Stored items =
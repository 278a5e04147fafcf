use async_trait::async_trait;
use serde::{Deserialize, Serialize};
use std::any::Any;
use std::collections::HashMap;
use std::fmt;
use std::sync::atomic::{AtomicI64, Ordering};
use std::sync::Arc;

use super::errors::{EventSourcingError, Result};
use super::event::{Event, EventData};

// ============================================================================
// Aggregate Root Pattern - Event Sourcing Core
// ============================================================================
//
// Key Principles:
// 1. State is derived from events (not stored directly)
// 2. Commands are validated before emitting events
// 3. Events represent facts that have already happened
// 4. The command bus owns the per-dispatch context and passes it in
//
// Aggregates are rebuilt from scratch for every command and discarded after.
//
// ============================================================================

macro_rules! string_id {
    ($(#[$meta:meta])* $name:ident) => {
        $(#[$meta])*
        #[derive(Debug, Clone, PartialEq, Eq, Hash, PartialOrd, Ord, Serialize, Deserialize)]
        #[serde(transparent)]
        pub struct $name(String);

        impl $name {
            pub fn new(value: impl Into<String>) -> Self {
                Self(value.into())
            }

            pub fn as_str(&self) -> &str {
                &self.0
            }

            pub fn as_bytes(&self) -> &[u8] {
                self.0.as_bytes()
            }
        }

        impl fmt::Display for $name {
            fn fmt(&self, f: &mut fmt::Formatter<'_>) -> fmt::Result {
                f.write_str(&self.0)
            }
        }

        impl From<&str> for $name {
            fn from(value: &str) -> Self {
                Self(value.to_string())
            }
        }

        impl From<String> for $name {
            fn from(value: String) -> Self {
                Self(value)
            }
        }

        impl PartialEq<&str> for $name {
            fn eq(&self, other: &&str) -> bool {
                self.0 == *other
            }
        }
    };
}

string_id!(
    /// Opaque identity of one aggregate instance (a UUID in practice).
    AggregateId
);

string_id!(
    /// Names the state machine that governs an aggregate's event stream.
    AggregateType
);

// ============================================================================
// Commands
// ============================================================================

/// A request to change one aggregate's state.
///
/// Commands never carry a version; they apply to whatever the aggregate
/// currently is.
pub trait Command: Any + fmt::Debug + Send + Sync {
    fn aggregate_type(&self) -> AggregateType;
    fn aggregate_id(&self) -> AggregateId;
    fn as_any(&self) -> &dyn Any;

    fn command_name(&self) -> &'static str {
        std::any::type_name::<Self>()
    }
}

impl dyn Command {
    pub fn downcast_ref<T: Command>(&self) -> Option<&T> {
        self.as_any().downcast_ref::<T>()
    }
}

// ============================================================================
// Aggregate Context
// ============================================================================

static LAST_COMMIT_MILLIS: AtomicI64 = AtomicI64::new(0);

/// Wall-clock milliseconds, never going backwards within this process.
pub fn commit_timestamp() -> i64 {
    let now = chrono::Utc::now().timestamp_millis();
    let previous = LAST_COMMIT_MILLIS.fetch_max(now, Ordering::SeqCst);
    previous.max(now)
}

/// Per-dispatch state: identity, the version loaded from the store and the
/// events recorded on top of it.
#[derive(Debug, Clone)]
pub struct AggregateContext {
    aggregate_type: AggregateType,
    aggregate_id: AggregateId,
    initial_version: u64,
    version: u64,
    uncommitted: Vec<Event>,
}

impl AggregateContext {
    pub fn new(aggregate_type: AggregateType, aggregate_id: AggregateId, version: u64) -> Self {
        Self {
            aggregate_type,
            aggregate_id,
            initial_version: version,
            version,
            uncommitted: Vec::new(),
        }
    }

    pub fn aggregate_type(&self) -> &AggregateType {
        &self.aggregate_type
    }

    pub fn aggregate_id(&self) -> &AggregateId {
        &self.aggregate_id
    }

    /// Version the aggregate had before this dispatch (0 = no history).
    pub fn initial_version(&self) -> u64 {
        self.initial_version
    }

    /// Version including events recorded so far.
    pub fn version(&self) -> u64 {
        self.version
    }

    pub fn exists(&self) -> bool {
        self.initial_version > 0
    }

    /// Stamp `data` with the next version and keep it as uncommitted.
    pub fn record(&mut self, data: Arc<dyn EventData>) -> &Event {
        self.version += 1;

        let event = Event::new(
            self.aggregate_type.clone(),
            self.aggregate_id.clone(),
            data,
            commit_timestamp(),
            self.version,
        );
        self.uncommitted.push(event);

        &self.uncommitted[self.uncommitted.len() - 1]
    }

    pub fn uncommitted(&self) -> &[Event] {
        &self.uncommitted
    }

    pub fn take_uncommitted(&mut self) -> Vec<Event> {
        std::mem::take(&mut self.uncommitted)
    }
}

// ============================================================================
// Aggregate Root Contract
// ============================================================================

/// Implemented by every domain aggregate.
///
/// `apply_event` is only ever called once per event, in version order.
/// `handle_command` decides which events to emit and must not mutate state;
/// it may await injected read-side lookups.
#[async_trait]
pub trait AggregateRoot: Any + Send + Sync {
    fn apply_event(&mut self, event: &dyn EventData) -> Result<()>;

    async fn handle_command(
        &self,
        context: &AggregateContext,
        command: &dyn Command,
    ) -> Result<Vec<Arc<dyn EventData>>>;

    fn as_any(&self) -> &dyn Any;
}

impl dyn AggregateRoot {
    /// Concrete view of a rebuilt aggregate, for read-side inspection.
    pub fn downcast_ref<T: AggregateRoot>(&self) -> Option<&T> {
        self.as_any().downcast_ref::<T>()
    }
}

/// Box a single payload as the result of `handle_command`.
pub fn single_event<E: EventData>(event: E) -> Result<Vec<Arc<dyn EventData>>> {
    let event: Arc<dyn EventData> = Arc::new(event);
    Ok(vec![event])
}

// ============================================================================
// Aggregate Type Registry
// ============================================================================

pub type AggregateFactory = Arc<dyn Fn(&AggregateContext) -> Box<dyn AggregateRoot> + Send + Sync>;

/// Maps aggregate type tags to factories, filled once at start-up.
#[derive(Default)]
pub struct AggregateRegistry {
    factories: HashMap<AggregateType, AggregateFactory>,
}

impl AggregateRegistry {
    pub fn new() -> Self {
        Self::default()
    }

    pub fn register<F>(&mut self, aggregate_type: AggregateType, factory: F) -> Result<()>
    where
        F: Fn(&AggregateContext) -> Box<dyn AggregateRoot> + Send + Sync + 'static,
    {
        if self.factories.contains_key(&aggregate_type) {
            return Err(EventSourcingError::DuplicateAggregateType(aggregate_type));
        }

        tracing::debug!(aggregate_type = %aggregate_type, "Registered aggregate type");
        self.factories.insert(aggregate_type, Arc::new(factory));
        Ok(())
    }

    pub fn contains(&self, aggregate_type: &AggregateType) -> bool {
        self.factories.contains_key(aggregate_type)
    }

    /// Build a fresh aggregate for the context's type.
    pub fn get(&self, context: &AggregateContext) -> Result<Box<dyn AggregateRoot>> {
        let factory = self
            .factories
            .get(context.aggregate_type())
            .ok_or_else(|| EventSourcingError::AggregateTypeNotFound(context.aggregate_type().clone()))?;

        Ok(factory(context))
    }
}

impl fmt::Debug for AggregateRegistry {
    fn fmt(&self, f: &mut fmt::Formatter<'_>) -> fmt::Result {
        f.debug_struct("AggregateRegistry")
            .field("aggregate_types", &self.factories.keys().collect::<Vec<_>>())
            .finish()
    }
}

ABOUT THIS EXERCISE = Each entry must appear in the reply exactly as written.

ANSWER TO THIS TASK =
repository 278a5e04147fafcf
use async_trait::async_trait;
use serde::{Deserialize, Serialize};
use std::any::Any;
use std::collections::HashMap;
use std::fmt;
use std::sync::atomic::{AtomicI64, Ordering};
use std::sync::Arc;

use super::errors::{EventSourcingError, Result};
use super::event::{Event, EventData};

// ============================================================================
// Aggregate Root Pattern - Event Sourcing Core
// ============================================================================
//
// Key Principles:
// 1. State is derived from events (not stored directly)
// 2. Commands are validated before emitting events
// 3. Events represent facts that have already happened
// 4. The command bus owns the per-dispatch context and passes it in
//
// Aggregates are rebuilt from scratch for every command and discarded after.
//
// ============================================================================

macro_rules! string_id {
    ($(#[$meta:meta])* $name:ident) => {
        $(#[$meta])*
        #[derive(Debug, Clone, PartialEq, Eq, Hash, PartialOrd, Ord, Serialize, Deserialize)]
        #[serde(transparent)]
        pub struct $name(String);

        impl $name {
            pub fn new(value: impl Into<String>) -> Self {
                Self(value.into())
            }

            pub fn as_str(&self) -> &str {
                &self.0
            }

            pub fn as_bytes(&self) -> &[u8] {
                self.0.as_bytes()
            }
        }

        impl fmt::Display for $name {
            fn fmt(&self, f: &mut fmt::Formatter<'_>) -> fmt::Result {
                f.write_str(&self.0)
            }
        }

        impl From<&str> for $name {
            fn from(value: &str) -> Self {
                Self(value.to_string())
            }
        }

        impl From<String> for $name {
            fn from(value: String) -> Self {
                Self(value)
            }
        }

        impl PartialEq<&str> for $name {
            fn eq(&self, other: &&str) -> bool {
                self.0 == *other
            }
        }
    };
}

string_id!(
    /// Opaque identity of one aggregate instance (a UUID in practice).
    AggregateId
);

string_id!(
    /// Names the state machine that governs an aggregate's event stream.
    AggregateType
);

// ============================================================================
// Commands
// ============================================================================

/// A request to change one aggregate's state.
///
/// Commands never carry a version; they apply to whatever the aggregate
/// currently is.
pub trait Command: Any + fmt::Debug + Send + Sync {
    fn aggregate_type(&self) -> AggregateType;
    fn aggregate_id(&self) -> AggregateId;
    fn as_any(&self) -> &dyn Any;

    fn command_name(&self) -> &'static str {
        std::any::type_name::<Self>()
    }
}

impl dyn Command {
    pub fn downcast_ref<T: Command>(&self) -> Option<&T> {
        self.as_any().downcast_ref::<T>()
    }
}

// ============================================================================
// Aggregate Context
// ============================================================================

static LAST_COMMIT_MILLIS: AtomicI64 = AtomicI64::new(0);

/// Wall-clock milliseconds, never going backwards within this process.
pub fn commit_timestamp() -> i64 {
    let now = chrono::Utc::now().timestamp_millis();
    let previous = LAST_COMMIT_MILLIS.fetch_max(now, Ordering::SeqCst);
    previous.max(now)
}

/// Per-dispatch state: identity, the version loaded from the store and the
/// events recorded on top of it.
#[derive(Debug, Clone)]
pub struct AggregateContext {
    aggregate_type: AggregateType,
    aggregate_id: AggregateId,
    initial_version: u64,
    version: u64,
    uncommitted: Vec<Event>,
}

impl AggregateContext {
    pub fn new(aggregate_type: AggregateType, aggregate_id: AggregateId, version: u64) -> Self {
        Self {
            aggregate_type,
            aggregate_id,
            initial_version: version,
            version,
            uncommitted: Vec::new(),
        }
    }

    pub fn aggregate_type(&self) -> &AggregateType {
        &self.aggregate_type
    }

    pub fn aggregate_id(&self) -> &AggregateId {
        &self.aggregate_id
    }

    /// Version the aggregate had before this dispatch (0 = no history).
    pub fn initial_version(&self) -> u64 {
        self.initial_version
    }

    /// Version including events recorded so far.
    pub fn version(&self) -> u64 {
        self.version
    }

    pub fn exists(&self) -> bool {
        self.initial_version > 0
    }

    /// Stamp `data` with the next version and keep it as uncommitted.
    pub fn record(&mut self, data: Arc<dyn EventData>) -> &Event {
        self.version += 1;

        let event = Event::new(
            self.aggregate_type.clone(),
            self.aggregate_id.clone(),
            data,
            commit_timestamp(),
            self.version,
        );
        self.uncommitted.push(event);

        &self.uncommitted[self.uncommitted.len() - 1]
    }

    pub fn uncommitted(&self) -> &[Event] {
        &self.uncommitted
    }

    pub fn take_uncommitted(&mut self) -> Vec<Event> {
        std::mem::take(&mut self.uncommitted)
    }
}

// ============================================================================
// Aggregate Root Contract
// ============================================================================

/// Implemented by every domain aggregate.
///
/// `apply_event` is only ever called once per event, in version order.
/// `handle_command` decides which events to emit and must not mutate state;
/// it may await injected read-side lookups.
#[async_trait]
pub trait AggregateRoot: Any + Send + Sync {
    fn apply_event(&mut self, event: &dyn EventData) -> Result<()>;

    async fn handle_command(
        &self,
        context: &AggregateContext,
        command: &dyn Command,
    ) -> Result<Vec<Arc<dyn EventData>>>;

    fn as_any(&self) -> &dyn Any;
}

impl dyn AggregateRoot {
    /// Concrete view of a rebuilt aggregate, for read-side inspection.
    pub fn downcast_ref<T: AggregateRoot>(&self) -> Option<&T> {
        self.as_any().downcast_ref::<T>()
    }
}

/// Box a single payload as the result of `handle_command`.
pub fn single_event<E: EventData>(event: E) -> Result<Vec<Arc<dyn EventData>>> {
    let event: Arc<dyn EventData> = Arc::new(event);
    Ok(vec![event])
}

// ============================================================================
// Aggregate Type Registry
// ============================================================================

pub type AggregateFactory = Arc<dyn Fn(&AggregateContext) -> Box<dyn AggregateRoot> + Send + Sync>;

/// Maps aggregate type tags to factories, filled once at start-up.
#[derive(Default)]
pub struct AggregateRegistry {
    factories: HashMap<AggregateType, AggregateFactory>,
}

impl AggregateRegistry {
    pub fn new() -> Self {
        Self::default()
    }

    pub fn register<F>(&mut self, aggregate_type: AggregateType, factory: F) -> Result<()>
    where
        F: Fn(&AggregateContext) -> Box<dyn AggregateRoot> + Send + Sync + 'static,
    {
        if self.factories.contains_key(&aggregate_type) {
            return Err(EventSourcingError::DuplicateAggregateType(aggregate_type));
        }

        tracing::debug!(aggregate_type = %aggregate_type, "Registered aggregate type");
        self.factories.insert(aggregate_type, Arc::new(factory));
        Ok(())
    }

    pub fn contains(&self, aggregate_type: &AggregateType) -> bool {
        self.factories.contains_key(aggregate_type)
    }

    /// Build a fresh aggregate for the context's type.
    pub fn get(&self, context: &AggregateContext) -> Result<Box<dyn AggregateRoot>> {
        let factory = self
            .factories
            .get(context.aggregate_type())
            .ok_or_else(|| EventSourcingError::AggregateTypeNotFound(context.aggregate_type().clone()))?;

        Ok(factory(context))
    }
}

impl fmt::Debug for AggregateRegistry {
    fn fmt(&self, f: &mut fmt::Formatter<'_>) -> fmt::Result {
        f.debug_struct("AggregateRegistry")
            .field("aggregate_types", &self.factories.keys().collect::<Vec<_>>())
            .finish()
    }
}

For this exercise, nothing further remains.